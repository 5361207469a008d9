//! Appointment repository

use async_trait::async_trait;
use domain::{
    StoreError, StoreResult,
    models::Appointment,
    store::{AppointmentFilter, AppointmentRepo},
};
use sqlx::{PgPool, postgres::PgRow};
use uuid::Uuid;

use super::{column, parse_column, store_error};

const COLUMNS: &str = "id, customer_id, salon_id, service_id, start_time, end_time, status, \
                       notes, created_at, updated_at";

/// Appointment repository for database operations
#[derive(Clone)]
pub struct PgAppointmentRepository {
    pool: PgPool,
}

impl PgAppointmentRepository {
    /// Create a new appointment repository
    pub fn new(pool: PgPool) -> Self {
        Self { pool }
    }
}

fn from_row(row: &PgRow) -> StoreResult<Appointment> {
    let status: String = column(row, "status")?;
    Ok(Appointment {
        id: column(row, "id")?,
        customer_id: column(row, "customer_id")?,
        salon_id: column(row, "salon_id")?,
        service_id: column(row, "service_id")?,
        start_time: column(row, "start_time")?,
        end_time: column(row, "end_time")?,
        status: parse_column(&status)?,
        notes: column(row, "notes")?,
        created_at: column(row, "created_at")?,
        updated_at: column(row, "updated_at")?,
    })
}

#[async_trait]
impl AppointmentRepo for PgAppointmentRepository {
    async fn find(&self, filter: &AppointmentFilter) -> StoreResult<Vec<Appointment>> {
        let rows = sqlx::query(&format!(
            r#"
            SELECT {COLUMNS}
            FROM appointments
            WHERE ($1::uuid IS NULL OR salon_id = $1)
              AND ($2::uuid IS NULL OR customer_id = $2)
              AND ($3::text IS NULL OR status = $3)
              AND ($4::timestamptz IS NULL OR start_time >= $4)
              AND ($5::timestamptz IS NULL OR start_time < $5)
            ORDER BY start_time ASC
            "#
        ))
        .bind(filter.salon_id)
        .bind(filter.customer_id)
        .bind(filter.status.map(|s| s.as_str()))
        .bind(filter.starts_from)
        .bind(filter.starts_before)
        .fetch_all(&self.pool)
        .await
        .map_err(store_error)?;

        rows.iter().map(from_row).collect()
    }

    async fn find_by_id(&self, id: Uuid) -> StoreResult<Option<Appointment>> {
        let row = sqlx::query(&format!("SELECT {COLUMNS} FROM appointments WHERE id = $1"))
            .bind(id)
            .fetch_optional(&self.pool)
            .await
            .map_err(store_error)?;

        row.as_ref().map(from_row).transpose()
    }

    async fn create(&self, appointment: Appointment) -> StoreResult<Appointment> {
        let row = sqlx::query(&format!(
            r#"
            INSERT INTO appointments (id, customer_id, salon_id, service_id, start_time,
                                      end_time, status, notes, created_at, updated_at)
            VALUES ($1, $2, $3, $4, $5, $6, $7, $8, $9, $10)
            RETURNING {COLUMNS}
            "#
        ))
        .bind(appointment.id)
        .bind(appointment.customer_id)
        .bind(appointment.salon_id)
        .bind(appointment.service_id)
        .bind(appointment.start_time)
        .bind(appointment.end_time)
        .bind(appointment.status.as_str())
        .bind(&appointment.notes)
        .bind(appointment.created_at)
        .bind(appointment.updated_at)
        .fetch_one(&self.pool)
        .await
        .map_err(store_error)?;

        from_row(&row)
    }

    async fn update(&self, appointment: Appointment) -> StoreResult<Appointment> {
        let row = sqlx::query(&format!(
            r#"
            UPDATE appointments
            SET service_id = $2, start_time = $3, end_time = $4, status = $5,
                notes = $6, updated_at = $7
            WHERE id = $1
            RETURNING {COLUMNS}
            "#
        ))
        .bind(appointment.id)
        .bind(appointment.service_id)
        .bind(appointment.start_time)
        .bind(appointment.end_time)
        .bind(appointment.status.as_str())
        .bind(&appointment.notes)
        .bind(appointment.updated_at)
        .fetch_optional(&self.pool)
        .await
        .map_err(store_error)?
        .ok_or(StoreError::NotFound {
            entity: "Appointment",
            id: appointment.id,
        })?;

        from_row(&row)
    }

    async fn delete(&self, id: Uuid) -> StoreResult<()> {
        let result = sqlx::query("DELETE FROM appointments WHERE id = $1")
            .bind(id)
            .execute(&self.pool)
            .await
            .map_err(store_error)?;

        if result.rows_affected() == 0 {
            return Err(StoreError::NotFound {
                entity: "Appointment",
                id,
            });
        }
        Ok(())
    }
}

=====

[Task description]: Only an exact copy of all the data will do as the answer.

[Solution for this problem]:
repository 5361207469a008d9
//! Appointment repository

use async_trait::async_trait;
use domain::{
    StoreError, StoreResult,
    models::Appointment,
    store::{AppointmentFilter, AppointmentRepo},
};
use sqlx::{PgPool, postgres::PgRow};
use uuid::Uuid;

use super::{column, parse_column, store_error};

const COLUMNS: &str = "id, customer_id, salon_id, service_id, start_time, end_time, status, \
                       notes, created_at, updated_at";

/// Appointment repository for database operations
#[derive(Clone)]
pub struct PgAppointmentRepository {
    pool: PgPool,
}

impl PgAppointmentRepository {
    /// Create a new appointment repository
    pub fn new(pool: PgPool) -> Self {
        Self { pool }
    }
}

fn from_row(row: &PgRow) -> StoreResult<Appointment> {
    let status: String = column(row, "status")?;
    Ok(Appointment {
        id: column(row, "id")?,
        customer_id: column(row, "customer_id")?,
        salon_id: column(row, "salon_id")?,
        service_id: column(row, "service_id")?,
        start_time: column(row, "start_time")?,
        end_time: column(row, "end_time")?,
        status: parse_column(&status)?,
        notes: column(row, "notes")?,
        created_at: column(row, "created_at")?,
        updated_at: column(row, "updated_at")?,
    })
}

#[async_trait]
impl AppointmentRepo for PgAppointmentRepository {
    async fn find(&self, filter: &AppointmentFilter) -> StoreResult<Vec<Appointment>> {
        let rows = sqlx::query(&format!(
            r#"
            SELECT {COLUMNS}
            FROM appointments
            WHERE ($1::uuid IS NULL OR salon_id = $1)
              AND ($2::uuid IS NULL OR customer_id = $2)
              AND ($3::text IS NULL OR status = $3)
              AND ($4::timestamptz IS NULL OR start_time >= $4)
              AND ($5::timestamptz IS NULL OR start_time < $5)
            ORDER BY start_time ASC
            "#
        ))
        .bind(filter.salon_id)
        .bind(filter.customer_id)
        .bind(filter.status.map(|s| s.as_str()))
        .bind(filter.starts_from)
        .bind(filter.starts_before)
        .fetch_all(&self.pool)
        .await
        .map_err(store_error)?;

        rows.iter().map(from_row).collect()
    }

    async fn find_by_id(&self, id: Uuid) -> StoreResult<Option<Appointment>> {
        let row = sqlx::query(&format!("SELECT {COLUMNS} FROM appointments WHERE id = $1"))
            .bind(id)
            .fetch_optional(&self.pool)
            .await
            .map_err(store_error)?;

        row.as_ref().map(from_row).transpose()
    }

    async fn create(&self, appointment: Appointment) -> StoreResult<Appointment> {
        let row = sqlx::query(&format!(
            r#"
            INSERT INTO appointments (id, customer_id, salon_id, service_id, start_time,
                                      end_time, status, notes, created_at, updated_at)
            VALUES ($1, $2, $3, $4, $5, $6, $7, $8, $9, $10)
            RETURNING {COLUMNS}
            "#
        ))
        .bind(appointment.id)
        .bind(appointment.customer_id)
        .bind(appointment.salon_id)
        .bind(appointment.service_id)
        .bind(appointment.start_time)
        .bind(appointment.end_time)
        .bind(appointment.status.as_str())
        .bind(&appointment.notes)
        .bind(appointment.created_at)
        .bind(appointment.updated_at)
        .fetch_one(&self.pool)
        .await
        .map_err(store_error)?;

        from_row(&row)
    }

    async fn update(&self, appointment: Appointment) -> StoreResult<Appointment> {
        let row = sqlx::query(&format!(
            r#"
            UPDATE appointments
            SET service_id = $2, start_time = $3, end_time = $4, status = $5,
                notes = $6, updated_at = $7
            WHERE id = $1
            RETURNING {COLUMNS}
            "#
        ))
        .bind(appointment.id)
        .bind(appointment.service_id)
        .bind(appointment.start_time)
        .bind(appointment.end_time)
        .bind(appointment.status.as_str())
        .bind(&appointment.notes)
        .bind(appointment.updated_at)
        .fetch_optional(&self.pool)
        .await
        .map_err(store_error)?
        .ok_or(StoreError::NotFound {
            entity: "Appointment",
            id: appointment.id,
        })?;

        from_row(&row)
    }

    async fn delete(&self, id: Uuid) -> StoreResult<()> {
        let result = sqlx::query("DELETE FROM appointments WHERE id = $1")
            .bind(id)
            .execute(&self.pool)
            .await
            .map_err(store_error)?;

        if result.rows_affected() == 0 {
            return Err(StoreError::NotFound {
                entity: "Appointment",
                id,
            });
        }
        Ok(())
    }
}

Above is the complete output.